— Знаешь, что страшнее всего? — Черняев говорил едва слышно, будто боялся, что стены подслушают. — Не то, что мы ошибаемся. А то, что можем оказаться правы.
— Почему?
— Если мы правы… значит, всё это время жили во лжи. Все эти войны, угрозы… Афганистан, Михаил Сергеевич. Сколько там наших людей осталось…
Горбачёв наконец повернулся. На лице его застыла усталость — не дорожная, а та самая, что приходит к людям, взявшим на себя слишком много.
— Вот именно, Толя.
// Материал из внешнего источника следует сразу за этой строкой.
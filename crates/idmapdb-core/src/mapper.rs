//! ID-to-payload mapper with JSON persistence.
//!
//! [`IndicesMapper`] associates arbitrary payload [`Value`]s with the same
//! integer ID space the vector index hands out. The two components never
//! reference each other; the caller composes them, and only the caller
//! guarantees that an ID present in both names the same logical entity.
//!
//! The persisted form is a single UTF-8 JSON object whose keys are the
//! decimal string form of each ID. Array-valued entries use the tagged
//! encoding from [`crate::value`] so they reload with their exact shape.

use crate::error::{Error, Result};
use crate::value::Value;
use indexmap::IndexMap;
use serde_json::Value as JsonValue;
use std::fmt::Display;
use std::fs::File;
use std::io::{BufReader, BufWriter, Write};
use std::path::{Path, PathBuf};

/// Order-preserving map from normalized ID keys to payload values.
///
/// Keys are always the string form of the ID: `set(5, ..)` and `get("5")`
/// address the same entry. Mutations are in-memory only until
/// [`IndicesMapper::save`] is called; there is no autosave.
#[derive(Debug)]
pub struct IndicesMapper {
    /// File path, retained for [`IndicesMapper::save`]
    path: PathBuf,
    /// Normalized key -> payload
    entries: IndexMap<String, Value>,
}

impl IndicesMapper {
    /// Opens the mapper at `path`, loading and decoding the file if it
    /// exists and starting empty otherwise.
    ///
    /// # Errors
    ///
    /// Returns an error if an existing file cannot be read, is not a JSON
    /// object, or carries a malformed array directive.
    pub fn open<P: AsRef<Path>>(path: P) -> Result<Self> {
        let path = path.as_ref().to_path_buf();
        let entries = if path.is_file() {
            let entries = Self::load_entries(&path)?;
            tracing::info!(
                path = %path.display(),
                entries = entries.len(),
                "loaded mapper file"
            );
            entries
        } else {
            IndexMap::new()
        };

        Ok(Self { path, entries })
    }

    /// Returns the payload stored under `id`.
    ///
    /// Integer and string IDs observe identical lookup behavior: both
    /// normalize to the decimal string form.
    ///
    /// # Errors
    ///
    /// Returns [`Error::KeyNotFound`] if the normalized key is absent.
    pub fn get<K: Display>(&self, id: K) -> Result<&Value> {
        let key = id.to_string();
        self.entries
            .get(&key)
            .ok_or(Error::KeyNotFound(key))
    }

    /// Stores `value` under `id`, overwriting any previous payload.
    pub fn set<K: Display, V: Into<Value>>(&mut self, id: K, value: V) {
        self.entries.insert(id.to_string(), value.into());
    }

    /// Returns true if a payload is stored under `id`.
    #[must_use]
    pub fn contains<K: Display>(&self, id: K) -> bool {
        self.entries.contains_key(&id.to_string())
    }

    /// Number of stored payloads.
    #[must_use]
    pub fn len(&self) -> usize {
        self.entries.len()
    }

    /// Returns true if no payloads are stored.
    #[must_use]
    pub fn is_empty(&self) -> bool {
        self.entries.is_empty()
    }

    /// File path this mapper was opened with.
    #[must_use]
    pub fn path(&self) -> &Path {
        &self.path
    }

    /// Writes the whole mapping to the retained path.
    ///
    /// The parent directory is created if absent; an existing file is
    /// overwritten.
    ///
    /// # Errors
    ///
    /// Returns an error if directory creation, encoding, or the write
    /// fails. On error the previous on-disk state is assumed unmodified.
    pub fn save(&self) -> Result<()> {
        if let Some(parent) = self.path.parent() {
            if !parent.as_os_str().is_empty() {
                std::fs::create_dir_all(parent)?;
            }
        }

        let mut root = serde_json::Map::with_capacity(self.entries.len());
        for (key, value) in &self.entries {
            root.insert(key.clone(), value.to_json()?);
        }

        let file = File::create(&self.path)?;
        let mut writer = BufWriter::new(file);
        serde_json::to_writer(&mut writer, &JsonValue::Object(root))?;
        writer.flush()?;
        tracing::info!(
            path = %self.path.display(),
            entries = self.entries.len(),
            "saved mapper file"
        );

        Ok(())
    }

    fn load_entries(path: &Path) -> Result<IndexMap<String, Value>> {
        let file = File::open(path)?;
        let reader = BufReader::new(file);
        let root: JsonValue = serde_json::from_reader(reader)?;

        let JsonValue::Object(object) = root else {
            return Err(Error::Serialization(
                "mapper file root must be a JSON object".to_string(),
            ));
        };

        let mut entries = IndexMap::with_capacity(object.len());
        for (key, json) in object {
            entries.insert(key, Value::from_json(&json)?);
        }
        Ok(entries)
    }
}
//! `idmapdb` Configuration Module
//!
//! Provides configuration file support via `idmapdb.toml`, environment
//! variables, and runtime overrides.
//!
//! # Priority (highest to lowest)
//!
//! 1. Environment variables (`IDMAPDB_*`)
//! 2. Configuration file (`idmapdb.toml`)
//! 3. Default values

use figment::{
    providers::{Env, Format, Serialized, Toml},
    Figment,
};
use serde::{Deserialize, Serialize};
use std::path::{Path, PathBuf};
use thiserror::Error;

/// Configuration errors.
#[derive(Error, Debug)]
pub enum ConfigError {
    /// Failed to parse configuration file.
    #[error("Failed to parse configuration: {0}")]
    ParseError(String),

    /// Invalid configuration value.
    #[error("Invalid configuration value for '{key}': {message}")]
    InvalidValue {
        /// Configuration key that failed validation.
        key: String,
        /// Validation error message.
        message: String,
    },
}

/// Storage configuration section.
#[derive(Debug, Clone, Serialize, Deserialize)]
#[serde(default)]
pub struct StorageConfig {
    /// Data directory path.
    pub data_dir: String,
    /// Index snapshot file name inside the data directory.
    pub index_file: String,
    /// Mapper file name inside the data directory.
    pub mapper_file: String,
}

impl Default for StorageConfig {
    fn default() -> Self {
        Self {
            data_dir: "./idmapdb_data".to_string(),
            index_file: "vectors.index".to_string(),
            mapper_file: "payloads.json".to_string(),
        }
    }
}

/// Search configuration section.
#[derive(Debug, Clone, Serialize, Deserialize)]
#[serde(default)]
pub struct SearchConfig {
    /// Number of results a search returns when the caller has no opinion.
    pub default_results: usize,
    /// Upper bound accepted for a single search.
    pub max_results: usize,
}

impl Default for SearchConfig {
    fn default() -> Self {
        Self {
            default_results: crate::index::DEFAULT_N_RESULTS,
            max_results: 1000,
        }
    }
}

/// Logging configuration section.
///
/// Consumed by embedding applications when they install a `tracing`
/// subscriber; the library itself only emits events.
#[derive(Debug, Clone, Serialize, Deserialize)]
#[serde(default)]
pub struct LoggingConfig {
    /// Log level: error, warn, info, debug, trace.
    pub level: String,
    /// Log format: text or json.
    pub format: String,
}

impl Default for LoggingConfig {
    fn default() -> Self {
        Self {
            level: "info".to_string(),
            format: "text".to_string(),
        }
    }
}

/// Main `idmapdb` configuration structure.
#[derive(Debug, Clone, Serialize, Deserialize, Default)]
#[serde(default)]
pub struct StoreConfig {
    /// Storage configuration.
    pub storage: StorageConfig,
    /// Search configuration.
    pub search: SearchConfig,
    /// Logging configuration.
    pub logging: LoggingConfig,
}

impl StoreConfig {
    /// Loads configuration from default sources.
    ///
    /// Priority: defaults < `idmapdb.toml` < environment variables.
    ///
    /// # Errors
    ///
    /// Returns an error if configuration parsing fails.
    pub fn load() -> Result<Self, ConfigError> {
        Self::load_from_path("idmapdb.toml")
    }

    /// Loads configuration from a specific file path.
    ///
    /// # Errors
    ///
    /// Returns an error if configuration parsing fails.
    pub fn load_from_path<P: AsRef<Path>>(path: P) -> Result<Self, ConfigError> {
        let figment = Figment::new()
            .merge(Serialized::defaults(Self::default()))
            .merge(Toml::file(path.as_ref()))
            .merge(Env::prefixed("IDMAPDB_").split("_").lowercase(false));

        figment
            .extract()
            .map_err(|e| ConfigError::ParseError(e.to_string()))
    }

    /// Creates a configuration from a TOML string.
    ///
    /// # Errors
    ///
    /// Returns an error if parsing fails.
    pub fn from_toml(toml_str: &str) -> Result<Self, ConfigError> {
        let figment = Figment::new()
            .merge(Serialized::defaults(Self::default()))
            .merge(Toml::string(toml_str));

        figment
            .extract()
            .map_err(|e| ConfigError::ParseError(e.to_string()))
    }

    /// Validates the configuration.
    ///
    /// # Errors
    ///
    /// Returns an error if any configuration value is invalid.
    pub fn validate(&self) -> Result<(), ConfigError> {
        if self.search.default_results == 0 || self.search.default_results > self.search.max_results
        {
            return Err(ConfigError::InvalidValue {
                key: "search.default_results".to_string(),
                message: format!(
                    "value {} is out of range [1, {}]",
                    self.search.default_results, self.search.max_results
                ),
            });
        }

        let valid_levels = ["error", "warn", "info", "debug", "trace"];
        if !valid_levels.contains(&self.logging.level.as_str()) {
            return Err(ConfigError::InvalidValue {
                key: "logging.level".to_string(),
                message: format!(
                    "value '{}' is invalid, expected one of: {:?}",
                    self.logging.level, valid_levels
                ),
            });
        }

        let valid_formats = ["text", "json"];
        if !valid_formats.contains(&self.logging.format.as_str()) {
            return Err(ConfigError::InvalidValue {
                key: "logging.format".to_string(),
                message: format!(
                    "value '{}' is invalid, expected one of: {:?}",
                    self.logging.format, valid_formats
                ),
            });
        }

        Ok(())
    }

    /// Full path of the index snapshot file.
    #[must_use]
    pub fn index_path(&self) -> PathBuf {
        Path::new(&self.storage.data_dir).join(&self.storage.index_file)
    }

    /// Full path of the mapper file.
    #[must_use]
    pub fn mapper_path(&self) -> PathBuf {
        Path::new(&self.storage.data_dir).join(&self.storage.mapper_file)
    }

    /// Serializes the configuration to TOML.
    ///
    /// # Errors
    ///
    /// Returns an error if serialization fails.
    pub fn to_toml(&self) -> Result<String, ConfigError> {
        toml::to_string_pretty(self).map_err(|e| ConfigError::ParseError(e.to_string()))
    }
}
Слишком много. И завтра я скажу об этом.
— Прямо?
— Настолько прямо, насколько позволяет политика. А политика — это искусство говорить правду так, чтобы её услышали и враги, и свои.
В коридоре раздались шаги. Вошёл Александр Яковлев — высокий, с глазами человека, который видел слишком много будущего и слишком мало настоящего. В руках у него была папка — свежие сводки из Чернобыля.
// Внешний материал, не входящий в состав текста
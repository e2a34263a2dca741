//! Rule-based priority classification for quote requests.

use crate::models::{Classification, Complexity, Priority, QuoteRecord};

const BASE_VALUE: u32 = 5_000;
const SMART_WALLS_VALUE: u32 = 15_000;
const SMART_DEVICES_VALUE: u32 = 8_000;
const WALL_PANELS_VALUE: u32 = 5_000;
const CARBON_ROCK_BOARDS_VALUE: u32 = 10_000;

/// Strictly above this estimate a quote is premium.
const PREMIUM_THRESHOLD: u32 = 30_000;
/// Strictly above this many product lines a quote is urgent.
const URGENT_PRODUCT_COUNT: usize = 2;

/// Classifies a validated quote. Pure: the same record always yields the same result.
pub(crate) fn classify(record: &QuoteRecord) -> Classification {
    let products = &record.products;
    let lines = [
        (
            products.smart_walls.is_some(),
            SMART_WALLS_VALUE,
            "Smart wall system design and installation",
        ),
        (
            products.smart_devices.is_some(),
            SMART_DEVICES_VALUE,
            "Smart device integration",
        ),
        (
            products.wall_panels.is_some(),
            WALL_PANELS_VALUE,
            "Decorative wall panel supply and fitting",
        ),
        (
            products.carbon_rock_boards.is_some(),
            CARBON_ROCK_BOARDS_VALUE,
            "Carbon rock board supply and installation",
        ),
    ];

    let mut estimated_value = BASE_VALUE;
    let mut special_requirements = Vec::new();
    for (present, value, requirement) in lines {
        if present {
            estimated_value += value;
            special_requirements.push(requirement.to_string());
        }
    }
    let product_count = special_requirements.len();

    let (priority, complexity) = if estimated_value > PREMIUM_THRESHOLD {
        (Priority::Premium, Complexity::Premium)
    } else if product_count > URGENT_PRODUCT_COUNT {
        (Priority::Urgent, Complexity::Complex)
    } else {
        (Priority::Standard, Complexity::Standard)
    };

    tracing::debug!(target: "quote_task",
        "Classified quote: value={} products={} priority={}",
        estimated_value, product_count, priority
    );

    Classification {
        priority,
        estimated_value,
        product_count,
        complexity,
        special_requirements,
    }
}

/// How quickly the team commits to respond for a priority tier.
pub(crate) fn estimated_response(priority: Priority) -> &'static str {
    match priority {
        Priority::Premium => "Within 2 business hours",
        Priority::Urgent => "Within 4 business hours",
        Priority::Standard => "Within 24 hours",
    }
}

/// The follow-up steps promised to the customer for a priority tier.
pub(crate) fn next_steps(priority: Priority) -> Vec<&'static str> {
    match priority {
        Priority::Premium => vec![
            "A senior design consultant will call you within 2 business hours",
            "We will arrange a free in-home design consultation at a time that suits you",
            "You will receive a detailed 3D visualisation and itemised proposal",
            "Your dedicated project manager will guide you through installation",
        ],
        Priority::Urgent => vec![
            "Our specialist team will contact you within 4 business hours",
            "We will review your combined product requirements in detail",
            "A site survey will be scheduled to confirm measurements",
            "You will receive a comprehensive written quote",
        ],
        Priority::Standard => vec![
            "Our team will review your requirements and contact you within 24 hours",
            "We will discuss your project and answer any questions",
            "A site survey can be arranged if needed",
            "You will receive a detailed written quote",
        ],
    }
}

#[cfg(test)]
mod tests {
    use super::*;
    use crate::models::{
        CarbonRockBoardsOptions, ClientMetadata, EntryPoint, ProductLines, SafeText,
        SmartDevicesOptions, SmartWallsOptions, WallPanelsOptions,
    };

    fn record(walls: bool, devices: bool, panels: bool, boards: bool) -> QuoteRecord {
        QuoteRecord {
            full_name: SafeText::escape("Test Customer"),
            email: SafeText::escape("test@example.com"),
            phone: SafeText::escape("07700900123"),
            installation_address: None,
            additional_notes: None,
            product_category: None,
            entry_point: EntryPoint::Home,
            products: ProductLines {
                smart_walls: walls.then(SmartWallsOptions::default),
                smart_devices: devices.then(SmartDevicesOptions::default),
                wall_panels: panels.then(WallPanelsOptions::default),
                carbon_rock_boards: boards.then(CarbonRockBoardsOptions::default),
            },
            metadata: ClientMetadata::default(),
        }
    }

    #[test]
    fn test_classification_table() {
        // (walls, devices, panels, boards) -> (value, count, priority, complexity)
        let cases = [
            ((false, false, false, false), 5_000, 0, Priority::Standard, "Standard"),
            ((false, true, false, false), 13_000, 1, Priority::Standard, "Standard"),
            ((true, false, false, true), 30_000, 2, Priority::Standard, "Standard"),
            ((false, true, true, true), 28_000, 3, Priority::Urgent, "Complex"),
            ((true, true, false, false), 28_000, 2, Priority::Standard, "Standard"),
            ((true, true, true, false), 33_000, 3, Priority::Premium, "Premium"),
            ((true, false, true, true), 35_000, 3, Priority::Premium, "Premium"),
            ((true, true, true, true), 43_000, 4, Priority::Premium, "Premium"),
        ];

        for ((w, d, p, b), value, count, priority, complexity) in cases {
            let result = classify(&record(w, d, p, b));
            assert_eq!(result.estimated_value, value, "value for {:?}", (w, d, p, b));
            assert_eq!(result.product_count, count);
            assert_eq!(result.priority, priority, "priority for {:?}", (w, d, p, b));
            assert_eq!(result.complexity.label(), complexity);
            assert_eq!(result.special_requirements.len(), count);
        }
    }

    #[test]
    fn test_classification_is_idempotent() {
        let r = record(true, false, true, false);
        assert_eq!(classify(&r), classify(&r));
    }

    #[test]
    fn test_special_requirements_order() {
        let result = classify(&record(true, true, true, true));
        assert_eq!(
            result.special_requirements,
            vec![
                "Smart wall system design and installation",
                "Smart device integration",
                "Decorative wall panel supply and fitting",
                "Carbon rock board supply and installation",
            ]
        );
    }

    #[test]
    fn test_priority_wording() {
        assert_eq!(estimated_response(Priority::Premium), "Within 2 business hours");
        assert_eq!(next_steps(Priority::Standard).len(), 4);
        assert_ne!(next_steps(Priority::Urgent), next_steps(Priority::Premium));
    }
}
/// Rate limit, configuration, body and pipeline checks, in that order.
async fn accept<S, B>(
    kind: FormKind,
    headers: &HeaderMap,
    remote: Option<SocketAddr>,
    body: S,
    state: &ApiState,
) -> Result<Response>
where
    S: Stream<Item = std::result::Result<B, warp::Error>>,
    B: Buf,
{
    let client_ip = client_ip(headers, remote);

    let decision = state.limiter(kind).check(&client_ip).await;
    if !decision.allowed {
        return Err(AppError::RateLimited {
            retry_after_secs: decision.retry_after_secs(Utc::now()),
            decision,
        });
    }

    let pipeline = state.pipeline.as_ref().ok_or_else(|| {
        AppError::Config("Mail provider API key (RESEND_API_KEY) is not configured".to_string())
    })?;

    let declared = headers
        .get(CONTENT_LENGTH)
        .and_then(|v| v.to_str().ok())
        .and_then(|v| v.trim().parse::<u64>().ok());
    let body = read_body(body, declared, state.max_body_bytes).await?;
    let payload: Value = serde_json::from_slice(&body)
        .map_err(|e| AppError::MalformedRequest(e.to_string()))?;

    let meta = RequestMeta {
        client_ip,
        user_agent: headers
            .get(USER_AGENT)
            .and_then(|v| v.to_str().ok())
            .map(str::to_string),
    };
    let now = Utc::now();

    match AssertUnwindSafe(run_pipeline(kind, pipeline, &payload, &meta, now))
        .catch_unwind()
        .await
    {
        Ok(result) => result,
        Err(panic) => {
            let detail = panic
                .downcast_ref::<&str>()
                .map(|s| s.to_string())
                .or_else(|| panic.downcast_ref::<String>().cloned())
                .unwrap_or_else(|| "unknown panic".to_string());
            Err(AppError::Unknown(anyhow::anyhow!(
                "{} pipeline panicked: {}",
                kind.as_str(),
                detail
            )))
        }
    }
}

/// Collects the request body, refusing a declared or streamed size over `limit`
/// before buffering more than `limit` bytes.
async fn read_body<S, B>(body: S, declared: Option<u64>, limit: usize) -> Result<Vec<u8>>
where
    S: Stream<Item = std::result::Result<B, warp::Error>>,
    B: Buf,
{
    if let Some(length) = declared.filter(|length| *length > limit as u64) {
        return Err(AppError::PayloadTooLarge {
            size: usize::try_from(length).unwrap_or(usize::MAX),
            limit,
        });
    }

    futures::pin_mut!(body);
    let mut collected = Vec::with_capacity(declared.map_or(0, |l| l as usize));
    while let Some(chunk) = body.next().await {
        let mut chunk = chunk.map_err(|e| AppError::MalformedRequest(e.to_string()))?;
        let size = collected.len() + chunk.remaining();
        if size > limit {
            return Err(AppError::PayloadTooLarge { size, limit });
        }
        while chunk.has_remaining() {
            let bytes = chunk.chunk();
            collected.extend_from_slice(bytes);
            let read = bytes.len();
            chunk.advance(read);
        }
    }
    Ok(collected)
}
— Как на станции? — спросил Горбачёв. По лицу Яковлева он уже знал ответ.
— Ликвидаторы работают на износ. Но радиации всё равно — верим мы в социализм или нет. Она просто убивает.
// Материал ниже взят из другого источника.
#[cfg(test)]
mod tests {
    use super::*;
    use crate::classify::classify;
    use crate::models::ReferenceId;
    use crate::templates::test_support::{brand, fixed_time};
    use crate::validation::validate_quote;
    use serde_json::json;

    fn render(body: serde_json::Value) -> (QuoteRecord, Classification, EmailPair, ReferenceId) {
        let record = validate_quote(&body).expect("valid quote");
        let classification = classify(&record);
        let reference_id = ReferenceId::generate("QUOTE", fixed_time());
        let brand = brand();
        let ctx = RenderContext {
            reference_id: &reference_id,
            rendered_at: fixed_time(),
            brand: &brand,
        };
        let emails = render_quote(&record, &classification, &ctx);
        (record, classification, emails, reference_id)
    }

    fn base() -> serde_json::Value {
        json!({
            "fullName": "Priya Shah",
            "email": "priya@example.com",
            "phone": "07700 900456",
        })
    }

    #[test]
    fn test_all_variants_agree_on_key_facts() {
        let mut body = base();
        body["smartWalls"] = json!({ "width": 4 });
        body["smartDevices"] = json!({ "devices": ["Hub"] });
        body["wallPanels"] = json!({});
        body["carbonRockBoards"] = json!({});
        let (_, classification, emails, reference_id) = render(body);
        assert_eq!(classification.priority, Priority::Premium);

        for variant in [
            &emails.admin.html,
            &emails.admin.text,
            &emails.customer.html,
            &emails.customer.text,
        ] {
            assert!(variant.contains(reference_id.as_str()));
            assert!(variant.contains("Premium"));
            assert!(variant.contains("£43,000"));
            assert!(variant.contains("priya@example.com"));
            assert!(variant.contains("07700 900456"));
            assert!(variant.contains("Within 2 business hours"));
        }
        assert!(emails.admin.subject.starts_with("[Premium] New Quote Request - Priya Shah"));
        assert!(emails.customer.subject.contains(reference_id.as_str()));
    }

    #[test]
    fn test_missing_payload_falls_back_to_general_inquiry() {
        let mut body = base();
        body["entryPoint"] = json!("smart-walls");
        let (_, _, emails, _) = render(body);
        assert!(emails.admin.text.contains(GENERAL_INQUIRY_NOTE));
        assert!(emails.customer.text.contains(GENERAL_INQUIRY_NOTE));
        assert!(emails.admin.html.contains("Smart Walls"));
    }

    #[test]
    fn test_entry_point_selects_its_own_section() {
        let mut body = base();
        body["entryPoint"] = json!("wall-panels");
        body["wallPanels"] = json!({ "panelType": "Fluted", "colour": "Sage" });
        body["carbonRockBoards"] = json!({ "boardType": "Marble" });
        let (_, classification, emails, _) = render(body);

        assert!(emails.admin.text.contains("WALL PANELS CONFIGURATION"));
        assert!(emails.admin.text.contains("Panel type: Fluted"));
        assert!(emails.admin.text.contains("Dimensions: Not specified"));
        assert!(!emails.admin.text.contains("CARBON ROCK BOARDS CONFIGURATION"));
        // Classification still counts every payload.
        assert_eq!(classification.product_count, 2);
        assert!(emails.admin.text.contains("Carbon rock board supply and installation"));
    }

    #[test]
    fn test_home_entry_lists_every_product() {
        let mut body = base();
        body["smartWalls"] = json!({ "style": "Minimal", "fireplace": true, "accessories": ["Shelf"] });
        body["smartDevices"] = json!({ "devices": [{ "name": "Sensor", "quantity": 2 }] });
        let (_, _, emails, _) = render(body);
        let text = &emails.admin.text;
        assert!(text.contains("SMART WALLS CONFIGURATION"));
        assert!(text.contains("Fireplace: Yes"));
        assert!(text.contains("Soundbar: Not specified"));
        assert!(text.contains("Accessories: Shelf"));
        assert!(text.contains("SMART DEVICES SELECTION"));
        assert!(text.contains("- 2 x Sensor"));
        assert!(!text.contains(GENERAL_INQUIRY_NOTE));
    }

    #[test]
    fn test_user_content_is_escaped_in_html_only() {
        let mut body = base();
        body["additionalNotes"] = json!("Budget & \"timing\" flexible <script>x()</script>");
        let (record, _, emails, _) = render(body);
        assert!(!emails.admin.html.contains("<script>"));
        assert!(emails.admin.html.contains("Budget &amp; &quot;timing&quot; flexible x()"));
        assert!(emails.admin.text.contains("Budget & \"timing\" flexible x()"));
        assert_eq!(
            record.additional_notes,
            Some(SafeText::escape("Budget & \"timing\" flexible x()"))
        );
    }

    #[test]
    fn test_customer_email_omits_internal_metadata() {
        let mut body = base();
        body["userAgent"] = json!("UnitTestAgent/1.0");
        let (_, _, emails, _) = render(body);
        assert!(emails.admin.text.contains("UnitTestAgent/1.0"));
        assert!(!emails.customer.text.contains("UnitTestAgent/1.0"));
        assert!(emails.customer.text.contains("Dear Priya Shah,"));
        assert!(emails.customer.text.contains("WHAT HAPPENS NEXT"));
    }
}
Яковлев опустился в кресло, положил папку на колени. В каждом его движении чувствовалась усталость человека, осознавшего — мир не поддаётся контролю.
— Михаил Сергеевич, а если завтрашняя речь — это наш политический Чернобыль? Запустим процессы — не остановим. Скажем о выводе войск из Афганистана… а дальше? Объявим о коллективной безопасности в Азии… а если Пекин не поверит? Если Вашингтон решит, что мы слабы?
Горбачёв посмотрел на них обоих — и вдруг стало ясно, что история не спрашивает разрешения входить в комнату. Она просто распахивает дверь настежь и ждёт, кто осмелится сказать ей правду. Вечер же затягивался, словно туман над бухтой. Горбачёв мерил шагами номер — раздавался скрип паркета, а за окном появлялись первые огни кораблей в Золотом Роге, вспыхивающие, как сигнальные звёзды на безмолвном небе.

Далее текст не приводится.